|HCC Site ID:||1683||Parish:||Southampton Unitary Authority|
|Designations:||Stream – open space||Area:||40.5 ha before estate was divided up|
|Access:||No Public Access except small open area||Ownership:||Private housing/ small area of open space|
Location and Site
Bassett Wood lies on the northern boundary of Southampton just south of the point where a linking road leaves the M27 to join the M3. The House stands at a high point on the estate with the land falling away southwards to the stream. The fact that pines and acid-loving plants thrive suggests that the soil is acidic.
The Bassett Wood estate was created in the mid 19th century on wooded land south of North Stoneham Park. The first owner was John Bullar, a noted citizen of Southampton, who chose Bassett Wood, then outside the town, as his retirement home (Temple Patterson 1966, 142). Land was cleared to create a green space south of the house and a kitchen garden was organised on one side. The stream was dammed to form a fish pond (OS map 1872-3). A separate house, named Bassett Holt, was built for his two sons. It had its own land of 8 acres (3.2 ha). There were very few changes before 1945. By 1910 a new lodge had been built on Bassett Green Road to replace the former one further away to the south-east. A boat house was built by the pond (OS map 3rd ed. 6”). In 1920 the estate became part of the Borough of Southampton. During World War 11 the house was occupied by the army (pers comm. 2000).

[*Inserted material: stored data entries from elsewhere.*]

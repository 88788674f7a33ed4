//! Subscription configuration as stored by the hosting service.

use serde::{Deserialize, Serialize};

use crate::error::{Result, SubError};
use crate::parser::{parse_profile, ProfileConfig};
use crate::types::Node;

/// Everything needed to generate one subscription in any format.
#[derive(Debug, Clone, PartialEq, Serialize, Deserialize)]
#[serde(rename_all = "camelCase")]
pub struct SubscriptionConfig {
    #[serde(default)]
    pub name: String,
    #[serde(default)]
    pub description: String,
    #[serde(default)]
    pub nodes: Vec<Node>,
    /// Front-address pool, entries like `1.2.3.4:443#US`
    #[serde(default, rename = "proxyIPs")]
    pub proxy_ips: Vec<String>,
    /// Routing profile applied to the Clash output
    #[serde(default)]
    pub ini_template: Option<String>,
    /// JSON object merged into the Clash document's top-level keys
    #[serde(default)]
    pub clash_template: Option<String>,
}

impl SubscriptionConfig {
    /// Empty config with the given nodes and pool
    pub fn new(nodes: Vec<Node>, proxy_ips: Vec<String>) -> Self {
        Self {
            name: String::new(),
            description: String::new(),
            nodes,
            proxy_ips,
            ini_template: None,
            clash_template: None,
        }
    }

    /// Load a config from its stored JSON form.
    pub fn from_json(text: &str) -> Result<Self> {
        serde_json::from_str(text)
            .map_err(|e| SubError::InvalidConfig(format!("Failed to parse config: {}", e)))
    }

    /// Serialize to the stored JSON form.
    pub fn to_json(&self) -> Result<String> {
        Ok(serde_json::to_string(self)?)
    }

    /// Parsed routing profile, if one is configured and non-empty
    pub fn profile(&self) -> Option<ProfileConfig> {
        self.ini_template.as_deref().and_then(parse_profile)
    }

    pub fn with_profile(mut self, profile: impl Into<String>) -> Self {
        self.ini_template = Some(profile.into());
        self
    }

    pub fn with_clash_template(mut self, template: impl Into<String>) -> Self {
        self.clash_template = Some(template.into());
        self
    }
}

/// The sample subscription served when nothing is stored yet.
impl Default for SubscriptionConfig {
    fn default() -> Self {
        let sample = Node::new("vmess", "1.2.3.4", 443)
            .with_name("示例节点")
            .with_uuid("12345678-1234-1234-1234-123456789abc")
            .with_ws("/path", "example.com")
            .with_tls();
        Self {
            name: "默认订阅".to_string(),
            description: "默认订阅配置".to_string(),
            nodes: vec![Node {
                alter_id: Some(0),
                ..sample
            }],
            proxy_ips: Vec::new(),
            ini_template: Some(DEFAULT_PROFILE.to_string()),
            clash_template: None,
        }
    }
}

/// Stock ACL4SSR-style routing profile.
pub const DEFAULT_PROFILE: &str = r#"[custom]
;自定义规则
;设置规则标志位
ruleset=🎯 全球直连,https://raw.githubusercontent.com/ACL4SSR/ACL4SSR/master/Clash/LocalAreaNetwork.list
ruleset=🎯 全球直连,https://raw.githubusercontent.com/ACL4SSR/ACL4SSR/master/Clash/UnBan.list
ruleset=🛑 广告拦截,https://raw.githubusercontent.com/ACL4SSR/ACL4SSR/master/Clash/BanAD.list
ruleset=🍃 应用净化,https://raw.githubusercontent.com/ACL4SSR/ACL4SSR/master/Clash/BanProgramAD.list
ruleset=🎯 全球直连,https://raw.githubusercontent.com/ACL4SSR/ACL4SSR/master/Clash/GoogleCN.list
ruleset=🎯 全球直连,https://raw.githubusercontent.com/ACL4SSR/ACL4SSR/master/Clash/Ruleset/SteamCN.list
ruleset=Ⓜ️ 微软云盘,https://raw.githubusercontent.com/ACL4SSR/ACL4SSR/master/Clash/OneDrive.list
ruleset=Ⓜ️ 微软服务,https://raw.githubusercontent.com/ACL4SSR/ACL4SSR/master/Clash/Microsoft.list
ruleset=🍎 苹果服务,https://raw.githubusercontent.com/ACL4SSR/ACL4SSR/master/Clash/Apple.list
ruleset=📲 电报消息,https://raw.githubusercontent.com/ACL4SSR/ACL4SSR/master/Clash/Telegram.list
ruleset=🎶 网易音乐,https://raw.githubusercontent.com/ACL4SSR/ACL4SSR/master/Clash/Ruleset/NetEaseMusic.list
ruleset=🎮 游戏平台,https://raw.githubusercontent.com/ACL4SSR/ACL4SSR/master/Clash/Ruleset/Epic.list
ruleset=🎮 游戏平台,https://raw.githubusercontent.com/ACL4SSR/ACL4SSR/master/Clash/Ruleset/Sony.list
ruleset=🎮 游戏平台,https://raw.githubusercontent.com/ACL4SSR/ACL4SSR/master/Clash/Ruleset/Steam.list
ruleset=📹 油管视频,https://raw.githubusercontent.com/ACL4SSR/ACL4SSR/master/Clash/Ruleset/YouTube.list
ruleset=🎥 奈飞视频,https://raw.githubusercontent.com/ACL4SSR/ACL4SSR/master/Clash/Ruleset/Netflix.list
ruleset=📺 巴哈姆特,https://raw.githubusercontent.com/ACL4SSR/ACL4SSR/master/Clash/Ruleset/Bahamut.list
ruleset=📺 哔哩哔哩,https://raw.githubusercontent.com/ACL4SSR/ACL4SSR/master/Clash/Ruleset/BilibiliHMT.list
ruleset=📺 哔哩哔哩,https://raw.githubusercontent.com/ACL4SSR/ACL4SSR/master/Clash/Ruleset/Bilibili.list
ruleset=🌍 国外媒体,https://raw.githubusercontent.com/ACL4SSR/ACL4SSR/master/Clash/ProxyMedia.list
ruleset=🚀 节点选择,https://raw.githubusercontent.com/ACL4SSR/ACL4SSR/master/Clash/ProxyGFWlist.list
ruleset=🎯 全球直连,https://raw.githubusercontent.com/ACL4SSR/ACL4SSR/master/Clash/ChinaIp.list
ruleset=🎯 全球直连,https://raw.githubusercontent.com/ACL4SSR/ACL4SSR/master/Clash/ChinaDomain.list
ruleset=🎯 全球直连,https://raw.githubusercontent.com/ACL4SSR/ACL4SSR/master/Clash/ChinaCompanyIp.list
ruleset=🎯 全球直连,https://raw.githubusercontent.com/ACL4SSR/ACL4SSR/master/Clash/Download.list
ruleset=🎯 全球直连,[]GEOIP,CN
ruleset=🐟 漏网之鱼,[]FINAL

;设置规则标志位
custom_proxy_group=🚀 节点选择`select`[]♻️ 自动选择`[]🔯 故障转移`[]🔮 负载均衡`[]🎯 全球直连`.*
custom_proxy_group=♻️ 自动选择`url-test`.*`http://www.gstatic.com/generate_204`300,,50
custom_proxy_group=🔯 故障转移`fallback`.*`http://www.gstatic.com/generate_204`300,,50
custom_proxy_group=🔮 负载均衡`load-balance`.*`http://www.gstatic.com/generate_204`300,,50
custom_proxy_group=📲 电报消息`select`[]🚀 节点选择`[]♻️ 自动选择`[]🎯 全球直连`.*
custom_proxy_group=📹 油管视频`select`[]🚀 节点选择`[]♻️ 自动选择`[]🎯 全球直连`.*
custom_proxy_group=🎥 奈飞视频`select`[]🚀 节点选择`[]♻️ 自动选择`[]🎯 全球直连`.*
custom_proxy_group=📺 巴哈姆特`select`[]🚀 节点选择`[]♻️ 自动选择`[]🎯 全球直连`.*
custom_proxy_group=📺 哔哩哔哩`select`[]🎯 全球直连`[]🚀 节点选择`[]♻️ 自动选择
custom_proxy_group=🌍 国外媒体`select`[]🚀 节点选择`[]♻️ 自动选择`[]🎯 全球直连`.*
custom_proxy_group=🌏 国内媒体`select`[]🎯 全球直连`[]🚀 节点选择`[]♻️ 自动选择
custom_proxy_group=Ⓜ️ 微软云盘`select`[]🎯 全球直连`[]🚀 节点选择`[]♻️ 自动选择
custom_proxy_group=Ⓜ️ 微软服务`select`[]🎯 全球直连`[]🚀 节点选择`[]♻️ 自动选择
custom_proxy_group=🍎 苹果服务`select`[]🎯 全球直连`[]🚀 节点选择`[]♻️ 自动选择
custom_proxy_group=🎮 游戏平台`select`[]🎯 全球直连`[]🚀 节点选择`[]♻️ 自动选择
custom_proxy_group=🎶 网易音乐`select`[]🎯 全球直连`[]🚀 节点选择`[]♻️ 自动选择`.*
custom_proxy_group=🎯 全球直连`select`[]DIRECT`[]🚀 节点选择`[]♻️ 自动选择
custom_proxy_group=🛑 广告拦截`select`[]REJECT`[]🎯 全球直连
custom_proxy_group=🍃 应用净化`select`[]REJECT`[]🎯 全球直连
custom_proxy_group=🐟 漏网之鱼`select`[]🚀 节点选择`[]🎯 全球直连`[]♻️ 自动选择`.*

enable_rule_generator=true
overwrite_original_rules=true
"#;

After 1945 the estate was broken up to become an area of private housing. Bassett House remained although sub-divided, and no longer linked with Bassett Holt. Ancillary buildings were adapted and became private houses. An area of woodland surrounding the stream has been left untouched as this accords with Southampton’s policy of Greenways.
An estate, first created in the mid-nineteenth century, that was mostly woodland has changed dramatically with time. The house, some specimen trees and the woodland area surrounding the stream still remain but in the second half of the 20th century the rest of the estate was developed for private housing.
HGT Research: 2000, update May 2012
OS Maps: 1st ed 25” & 6” 1872-73; 3rd ed 6” 1910
Personal communication: resident of the Coach House, Bassett Wood in 2000.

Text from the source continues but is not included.